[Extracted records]
--------
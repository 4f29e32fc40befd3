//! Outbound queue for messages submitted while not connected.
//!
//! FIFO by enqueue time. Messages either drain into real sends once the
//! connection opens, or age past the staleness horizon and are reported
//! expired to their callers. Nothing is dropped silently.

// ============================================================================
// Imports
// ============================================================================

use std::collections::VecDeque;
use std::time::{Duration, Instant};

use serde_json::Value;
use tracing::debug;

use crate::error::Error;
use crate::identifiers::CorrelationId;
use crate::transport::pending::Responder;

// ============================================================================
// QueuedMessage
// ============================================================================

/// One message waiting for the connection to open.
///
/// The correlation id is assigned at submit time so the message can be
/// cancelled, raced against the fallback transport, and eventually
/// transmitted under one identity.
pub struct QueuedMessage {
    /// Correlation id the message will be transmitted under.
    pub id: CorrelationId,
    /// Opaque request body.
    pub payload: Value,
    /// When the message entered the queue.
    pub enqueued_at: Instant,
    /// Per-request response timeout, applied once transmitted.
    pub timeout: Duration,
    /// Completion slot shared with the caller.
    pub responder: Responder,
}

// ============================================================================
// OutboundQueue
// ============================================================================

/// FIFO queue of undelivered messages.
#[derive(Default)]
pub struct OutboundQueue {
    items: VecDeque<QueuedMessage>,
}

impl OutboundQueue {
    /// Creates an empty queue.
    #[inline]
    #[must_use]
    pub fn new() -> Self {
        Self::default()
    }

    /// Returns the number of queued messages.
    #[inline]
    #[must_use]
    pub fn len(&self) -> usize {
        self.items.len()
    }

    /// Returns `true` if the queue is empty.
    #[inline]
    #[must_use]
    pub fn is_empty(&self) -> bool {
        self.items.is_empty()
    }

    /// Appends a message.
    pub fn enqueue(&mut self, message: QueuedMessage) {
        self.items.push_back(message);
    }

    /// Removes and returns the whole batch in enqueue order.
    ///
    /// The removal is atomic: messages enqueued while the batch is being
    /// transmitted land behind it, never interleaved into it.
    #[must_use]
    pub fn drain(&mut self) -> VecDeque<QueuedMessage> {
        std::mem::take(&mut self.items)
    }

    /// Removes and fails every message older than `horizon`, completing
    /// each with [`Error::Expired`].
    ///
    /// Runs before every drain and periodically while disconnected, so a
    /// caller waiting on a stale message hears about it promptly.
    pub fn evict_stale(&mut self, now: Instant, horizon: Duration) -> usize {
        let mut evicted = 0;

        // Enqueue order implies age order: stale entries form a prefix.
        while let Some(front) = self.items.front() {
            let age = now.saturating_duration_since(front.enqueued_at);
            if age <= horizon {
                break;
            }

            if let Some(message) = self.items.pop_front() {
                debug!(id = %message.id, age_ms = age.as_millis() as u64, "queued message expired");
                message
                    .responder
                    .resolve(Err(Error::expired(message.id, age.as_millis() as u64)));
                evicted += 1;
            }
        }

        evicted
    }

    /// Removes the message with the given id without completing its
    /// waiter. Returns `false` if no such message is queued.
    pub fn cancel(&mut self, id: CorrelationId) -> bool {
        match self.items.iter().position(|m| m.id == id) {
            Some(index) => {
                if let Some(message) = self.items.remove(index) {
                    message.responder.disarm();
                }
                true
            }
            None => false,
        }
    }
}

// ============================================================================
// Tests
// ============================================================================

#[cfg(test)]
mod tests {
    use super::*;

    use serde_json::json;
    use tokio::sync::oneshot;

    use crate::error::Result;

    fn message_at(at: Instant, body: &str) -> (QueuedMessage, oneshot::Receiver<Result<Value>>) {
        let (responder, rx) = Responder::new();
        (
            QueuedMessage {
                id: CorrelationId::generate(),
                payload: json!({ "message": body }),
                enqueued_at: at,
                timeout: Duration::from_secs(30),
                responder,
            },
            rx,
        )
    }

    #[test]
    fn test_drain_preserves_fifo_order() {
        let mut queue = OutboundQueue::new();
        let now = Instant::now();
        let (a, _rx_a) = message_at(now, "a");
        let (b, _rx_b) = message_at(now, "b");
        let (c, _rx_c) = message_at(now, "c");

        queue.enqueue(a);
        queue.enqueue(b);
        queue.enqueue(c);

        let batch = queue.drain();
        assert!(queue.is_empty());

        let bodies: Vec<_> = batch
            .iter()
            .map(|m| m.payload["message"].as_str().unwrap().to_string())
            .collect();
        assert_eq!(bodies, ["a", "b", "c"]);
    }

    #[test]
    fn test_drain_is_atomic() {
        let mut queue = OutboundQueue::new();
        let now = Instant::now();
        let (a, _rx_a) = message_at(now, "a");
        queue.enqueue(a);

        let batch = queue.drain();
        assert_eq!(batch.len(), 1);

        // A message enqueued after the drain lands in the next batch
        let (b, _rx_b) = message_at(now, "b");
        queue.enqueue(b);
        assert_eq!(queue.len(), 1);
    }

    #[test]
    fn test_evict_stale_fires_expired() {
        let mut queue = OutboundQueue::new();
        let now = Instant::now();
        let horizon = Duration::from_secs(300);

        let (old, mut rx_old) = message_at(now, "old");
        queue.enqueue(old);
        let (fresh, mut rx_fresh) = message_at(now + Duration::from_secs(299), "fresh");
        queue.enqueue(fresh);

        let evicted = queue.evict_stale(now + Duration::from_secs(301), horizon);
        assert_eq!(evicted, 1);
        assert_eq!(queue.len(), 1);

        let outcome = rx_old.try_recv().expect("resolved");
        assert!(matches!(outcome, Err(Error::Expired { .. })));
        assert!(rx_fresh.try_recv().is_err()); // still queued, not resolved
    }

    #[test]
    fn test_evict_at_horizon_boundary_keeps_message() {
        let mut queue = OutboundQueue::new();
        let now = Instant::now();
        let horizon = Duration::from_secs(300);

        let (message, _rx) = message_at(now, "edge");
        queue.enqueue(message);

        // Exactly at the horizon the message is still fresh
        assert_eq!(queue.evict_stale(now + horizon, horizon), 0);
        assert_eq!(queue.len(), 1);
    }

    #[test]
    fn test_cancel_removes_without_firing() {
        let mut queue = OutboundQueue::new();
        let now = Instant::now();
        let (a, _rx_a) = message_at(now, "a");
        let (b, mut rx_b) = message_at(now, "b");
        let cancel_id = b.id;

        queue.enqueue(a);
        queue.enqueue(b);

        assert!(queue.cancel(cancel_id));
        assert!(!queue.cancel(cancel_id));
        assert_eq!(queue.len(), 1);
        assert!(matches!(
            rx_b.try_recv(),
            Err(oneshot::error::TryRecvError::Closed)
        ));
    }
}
--------
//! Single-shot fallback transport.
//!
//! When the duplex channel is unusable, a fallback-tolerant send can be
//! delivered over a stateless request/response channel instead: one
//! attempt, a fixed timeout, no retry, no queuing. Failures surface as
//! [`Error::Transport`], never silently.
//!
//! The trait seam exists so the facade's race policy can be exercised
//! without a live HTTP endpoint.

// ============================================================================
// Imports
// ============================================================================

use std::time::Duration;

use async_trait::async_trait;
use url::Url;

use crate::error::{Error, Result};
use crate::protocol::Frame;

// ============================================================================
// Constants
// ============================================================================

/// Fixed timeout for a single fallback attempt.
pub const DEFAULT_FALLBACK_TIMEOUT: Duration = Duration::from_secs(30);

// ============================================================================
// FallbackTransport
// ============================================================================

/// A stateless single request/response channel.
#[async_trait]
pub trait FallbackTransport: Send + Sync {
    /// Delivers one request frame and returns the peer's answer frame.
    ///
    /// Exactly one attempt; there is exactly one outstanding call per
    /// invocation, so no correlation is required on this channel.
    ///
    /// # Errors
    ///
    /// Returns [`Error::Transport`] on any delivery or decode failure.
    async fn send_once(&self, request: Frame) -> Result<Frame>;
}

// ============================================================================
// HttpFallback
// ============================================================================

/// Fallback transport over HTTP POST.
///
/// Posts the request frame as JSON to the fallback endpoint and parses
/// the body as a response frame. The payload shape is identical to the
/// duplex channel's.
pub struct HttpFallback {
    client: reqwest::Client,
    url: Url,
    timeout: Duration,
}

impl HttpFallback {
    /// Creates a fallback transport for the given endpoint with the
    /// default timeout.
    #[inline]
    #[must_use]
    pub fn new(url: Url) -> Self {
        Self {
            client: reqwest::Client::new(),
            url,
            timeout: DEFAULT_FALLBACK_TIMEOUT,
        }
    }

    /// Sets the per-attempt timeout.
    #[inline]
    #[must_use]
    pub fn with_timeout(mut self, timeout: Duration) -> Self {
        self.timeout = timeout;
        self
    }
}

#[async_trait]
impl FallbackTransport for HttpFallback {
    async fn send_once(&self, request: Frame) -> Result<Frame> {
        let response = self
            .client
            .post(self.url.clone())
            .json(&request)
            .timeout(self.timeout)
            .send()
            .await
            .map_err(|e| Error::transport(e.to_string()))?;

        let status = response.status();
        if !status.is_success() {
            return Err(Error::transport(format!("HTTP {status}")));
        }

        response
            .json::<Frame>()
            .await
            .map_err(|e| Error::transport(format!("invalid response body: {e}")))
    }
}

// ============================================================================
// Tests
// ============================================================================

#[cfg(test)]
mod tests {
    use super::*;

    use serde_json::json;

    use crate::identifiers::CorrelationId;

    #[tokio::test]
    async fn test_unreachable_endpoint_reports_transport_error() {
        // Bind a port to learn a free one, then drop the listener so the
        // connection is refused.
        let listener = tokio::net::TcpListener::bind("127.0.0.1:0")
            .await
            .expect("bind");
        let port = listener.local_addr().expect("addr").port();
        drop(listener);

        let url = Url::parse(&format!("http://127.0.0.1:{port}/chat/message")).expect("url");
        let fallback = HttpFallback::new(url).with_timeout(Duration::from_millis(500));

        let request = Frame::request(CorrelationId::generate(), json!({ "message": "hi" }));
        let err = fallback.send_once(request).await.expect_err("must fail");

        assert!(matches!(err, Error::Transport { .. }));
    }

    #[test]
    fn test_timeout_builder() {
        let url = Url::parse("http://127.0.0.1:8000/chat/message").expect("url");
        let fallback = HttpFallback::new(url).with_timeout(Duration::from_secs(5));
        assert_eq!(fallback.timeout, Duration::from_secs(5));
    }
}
--------
What you return should be exactly the lines above, starting at the one with "transport, and eventually" and ending at the one with "Opaque request body.", and nothing else.

/// cancelled, raced against the fallback transport, and eventually
/// transmitted under one identity.
pub struct QueuedMessage {
    /// Correlation id the message will be transmitted under.
    pub id: CorrelationId,
    /// Opaque request body.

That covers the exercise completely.